Aim of the exercise: Please report how many lines in these records contain the string "Value", and give nothing besides the number.

Saved entries:
^^^^

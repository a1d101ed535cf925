//! OpenAI-compatible function-calling client.
//!
//! Speaks the chat-completions API with `tools`/`tool_calls`, which Groq,
//! `OpenAI`, Ollama and LM Studio all accept. A tool turn in the history is
//! serialized as one assistant message carrying every `tool_calls` entry,
//! followed by one `tool` message per result, in request order.

use super::{
    HttpClientConfig, ModelCapability, PlanningRequest, PlanningResponse, build_http_client,
};
use crate::config::{LlmConfig, LlmProvider};
use crate::models::{ConversationTurn, Role, ToolCallRequest, ToolDescriptor};
use crate::{Error, Result};
use async_trait::async_trait;
use secrecy::{ExposeSecret, SecretString};
use serde::{Deserialize, Serialize};
use serde_json::Value;
use std::time::Instant;
use tracing::instrument;

/// Chat-completions client for any OpenAI-compatible endpoint.
pub struct OpenAiCompatibleClient {
    provider: LlmProvider,
    api_key: Option<SecretString>,
    endpoint: String,
    model: String,
    max_tokens: u32,
    temperature: f32,
    client: reqwest::Client,
}

impl OpenAiCompatibleClient {
    /// Creates a client for `provider` with its default endpoint and model.
    #[must_use]
    pub fn new(provider: LlmProvider) -> Self {
        let api_key = provider
            .api_key_env()
            .and_then(|var| std::env::var(var).ok())
            .filter(|key| !key.is_empty())
            .map(SecretString::from);
        Self {
            provider,
            api_key,
            endpoint: provider.default_base_url().to_string(),
            model: provider.default_model().to_string(),
            max_tokens: 4096,
            temperature: 0.2,
            client: build_http_client(HttpClientConfig::default()),
        }
    }

    /// Creates a client from the `[llm]` configuration section.
    #[must_use]
    pub fn from_config(config: &LlmConfig) -> Self {
        let mut client = Self::new(config.provider)
            .with_endpoint(config.base_url.clone())
            .with_model(config.model.clone())
            .with_max_tokens(config.max_tokens)
            .with_temperature(config.temperature);
        if let Some(key) = &config.api_key {
            client.api_key = Some(key.clone());
        }
        client.client = build_http_client(HttpClientConfig::from_config(config));
        client
    }

    /// Sets the API key.
    #[must_use]
    pub fn with_api_key(mut self, key: impl Into<String>) -> Self {
        self.api_key = Some(SecretString::from(key.into()));
        self
    }

    /// Sets the API endpoint.
    #[must_use]
    pub fn with_endpoint(mut self, endpoint: impl Into<String>) -> Self {
        self.endpoint = endpoint.into();
        self
    }

    /// Sets the model.
    #[must_use]
    pub fn with_model(mut self, model: impl Into<String>) -> Self {
        self.model = model.into();
        self
    }

    /// Sets the completion token limit.
    #[must_use]
    pub const fn with_max_tokens(mut self, max_tokens: u32) -> Self {
        self.max_tokens = max_tokens;
        self
    }

    /// Sets the sampling temperature.
    #[must_use]
    pub const fn with_temperature(mut self, temperature: f32) -> Self {
        self.temperature = temperature;
        self
    }

    /// Hosted providers need a key; local servers do not.
    fn validate(&self) -> Result<()> {
        if self.provider.api_key_env().is_some() && self.api_key.is_none() {
            return Err(Error::ModelCapability(format!(
                "{} API key not set",
                self.provider.as_str()
            )));
        }
        Ok(())
    }

    fn build_body(&self, request: &PlanningRequest) -> ChatCompletionRequest {
        let tools: Vec<ToolSpec> = request.tools.iter().map(ToolSpec::from).collect();
        let tool_choice = request.allows_tools().then_some("auto");
        ChatCompletionRequest {
            model: self.model.clone(),
            messages: build_messages(&request.system_prompt, &request.turns),
            tools,
            tool_choice,
            max_tokens: self.max_tokens,
            temperature: self.temperature,
        }
    }

    async fn send(&self, body: &ChatCompletionRequest) -> Result<ChatCompletionResponse> {
        self.validate()?;

        let mut builder = self
            .client
            .post(format!("{}/chat/completions", self.endpoint.trim_end_matches('/')))
            .json(body);
        if let Some(key) = &self.api_key {
            builder = builder.bearer_auth(key.expose_secret());
        }

        let response = builder.send().await.map_err(|e| {
            let error_kind = if e.is_timeout() {
                "timeout"
            } else if e.is_connect() {
                "connect"
            } else {
                "request"
            };
            tracing::error!(
                provider = self.provider.as_str(),
                model = %self.model,
                error = %e,
                error_kind = error_kind,
                "Model request failed"
            );
            Error::OperationFailed {
                operation: "llm_request".to_string(),
                cause: format!("{error_kind}: {e}"),
            }
        })?;

        let status = response.status();
        if !status.is_success() {
            let body = response.text().await.unwrap_or_default();
            tracing::error!(
                provider = self.provider.as_str(),
                status = %status,
                body = %body,
                "Model API returned error status"
            );
            // Rate limits and server errors are transient.
            if status.as_u16() == 429 || status.is_server_error() {
                return Err(Error::OperationFailed {
                    operation: "llm_request".to_string(),
                    cause: format!("API returned status: {status}"),
                });
            }
            return Err(Error::ModelCapability(format!(
                "API returned status: {status} - {body}"
            )));
        }

        response.json().await.map_err(|e| {
            Error::ModelCapability(format!("unparseable completion response: {e}"))
        })
    }
}

#[async_trait]
impl ModelCapability for OpenAiCompatibleClient {
    fn name(&self) -> &'static str {
        self.provider.as_str()
    }

    #[instrument(
        name = "ragmcp.llm.request",
        skip_all,
        fields(provider = self.provider.as_str(), turns = request.turns.len())
    )]
    async fn plan(&self, request: &PlanningRequest) -> Result<PlanningResponse> {
        let start = Instant::now();
        let body = self.build_body(request);
        let response = self.send(&body).await?;
        tracing::debug!(
            provider = self.provider.as_str(),
            model = %self.model,
            elapsed_ms = u64::try_from(start.elapsed().as_millis()).unwrap_or(u64::MAX),
            tools_offered = body.tools.len(),
            "Model responded"
        );
        interpret(response)
    }
}

/// Turns a completion response into a planning decision.
fn interpret(response: ChatCompletionResponse) -> Result<PlanningResponse> {
    let message = response
        .choices
        .into_iter()
        .next()
        .map(|choice| choice.message)
        .ok_or_else(|| Error::ModelCapability("no choices in response".to_string()))?;

    let calls = message.tool_calls.unwrap_or_default();
    if calls.is_empty() {
        return Ok(PlanningResponse::Answer(
            message.content.unwrap_or_default().trim().to_string(),
        ));
    }

    calls
        .into_iter()
        .map(|call| {
            let arguments = parse_arguments(&call.function.name, &call.function.arguments)?;
            Ok(ToolCallRequest::new(call.function.name, arguments).with_id(call.id))
        })
        .collect::<Result<Vec<_>>>()
        .map(PlanningResponse::ToolCalls)
}

/// Tool arguments arrive as a JSON-encoded string.
fn parse_arguments(tool: &str, raw: &str) -> Result<Value> {
    if raw.trim().is_empty() {
        return Ok(Value::Object(serde_json::Map::new()));
    }
    serde_json::from_str(raw).map_err(|e| {
        Error::ModelCapability(format!("unparseable arguments for '{tool}': {e}"))
    })
}

fn build_messages(system_prompt: &str, turns: &[ConversationTurn]) -> Vec<ChatMessage> {
    let mut messages = Vec::with_capacity(turns.len() + 1);
    messages.push(ChatMessage::text("system", system_prompt));

    for turn in turns {
        match turn.role {
            Role::User => messages.push(ChatMessage::text("user", &turn.content)),
            Role::Assistant => messages.push(ChatMessage::text("assistant", &turn.content)),
            Role::Tool => {
                messages.push(ChatMessage {
                    role: "assistant",
                    content: None,
                    tool_calls: Some(
                        turn.exchanges
                            .iter()
                            .map(|ex| WireToolCall {
                                id: ex.request.id.clone(),
                                call_type: "function".to_string(),
                                function: WireFunctionCall {
                                    name: ex.request.name.clone(),
                                    arguments: ex.request.arguments.to_string(),
                                },
                            })
                            .collect(),
                    ),
                    tool_call_id: None,
                });
                for ex in &turn.exchanges {
                    messages.push(ChatMessage {
                        role: "tool",
                        content: Some(ex.result.to_context_string()),
                        tool_calls: None,
                        tool_call_id: Some(ex.request.id.clone()),
                    });
                }
            },
        }
    }
    messages
}

/// Request to the Chat Completions API.
#[derive(Debug, Serialize)]
struct ChatCompletionRequest {
    model: String,
    messages: Vec<ChatMessage>,
    #[serde(skip_serializing_if = "Vec::is_empty")]
    tools: Vec<ToolSpec>,
    #[serde(skip_serializing_if = "Option::is_none")]
    tool_choice: Option<&'static str>,
    max_tokens: u32,
    temperature: f32,
}

#[derive(Debug, Serialize)]
struct ChatMessage {
    role: &'static str,
    content: Option<String>,
    #[serde(skip_serializing_if = "Option::is_none")]
    tool_calls: Option<Vec<WireToolCall>>,
    #[serde(skip_serializing_if = "Option::is_none")]
    tool_call_id: Option<String>,
}

impl ChatMessage {
    fn text(role: &'static str, content: &str) -> Self {
        Self {
            role,
            content: Some(content.to_string()),
            tool_calls: None,
            tool_call_id: None,
        }
    }
}

#[derive(Debug, Serialize)]
struct ToolSpec {
    #[serde(rename = "type")]
    spec_type: &'static str,
    function: FunctionSpec,
}

#[derive(Debug, Serialize)]
struct FunctionSpec {
    name: String,
    description: String,
    parameters: Value,
}

impl From<&ToolDescriptor> for ToolSpec {
    fn from(descriptor: &ToolDescriptor) -> Self {
        Self {
            spec_type: "function",
            function: FunctionSpec {
                name: descriptor.name.clone(),
                description: descriptor.description.clone(),
                parameters: descriptor.input_schema(),
            },
        }
    }
}

#[derive(Debug, Serialize, Deserialize)]
struct WireToolCall {
    id: String,
    #[serde(rename = "type", default)]
    call_type: String,
    function: WireFunctionCall,
}

#[derive(Debug, Serialize, Deserialize)]
struct WireFunctionCall {
    name: String,
    #[serde(default)]
    arguments: String,
}

/// Response from the Chat Completions API.
#[derive(Debug, Deserialize)]
struct ChatCompletionResponse {
    choices: Vec<ChatChoice>,
}

#[derive(Debug, Deserialize)]
struct ChatChoice {
    message: ResponseMessage,
}

#[derive(Debug, Deserialize)]
struct ResponseMessage {
    #[serde(default)]
    content: Option<String>,
    #[serde(default)]
    tool_calls: Option<Vec<WireToolCall>>,
}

^^^^

Written answer: 4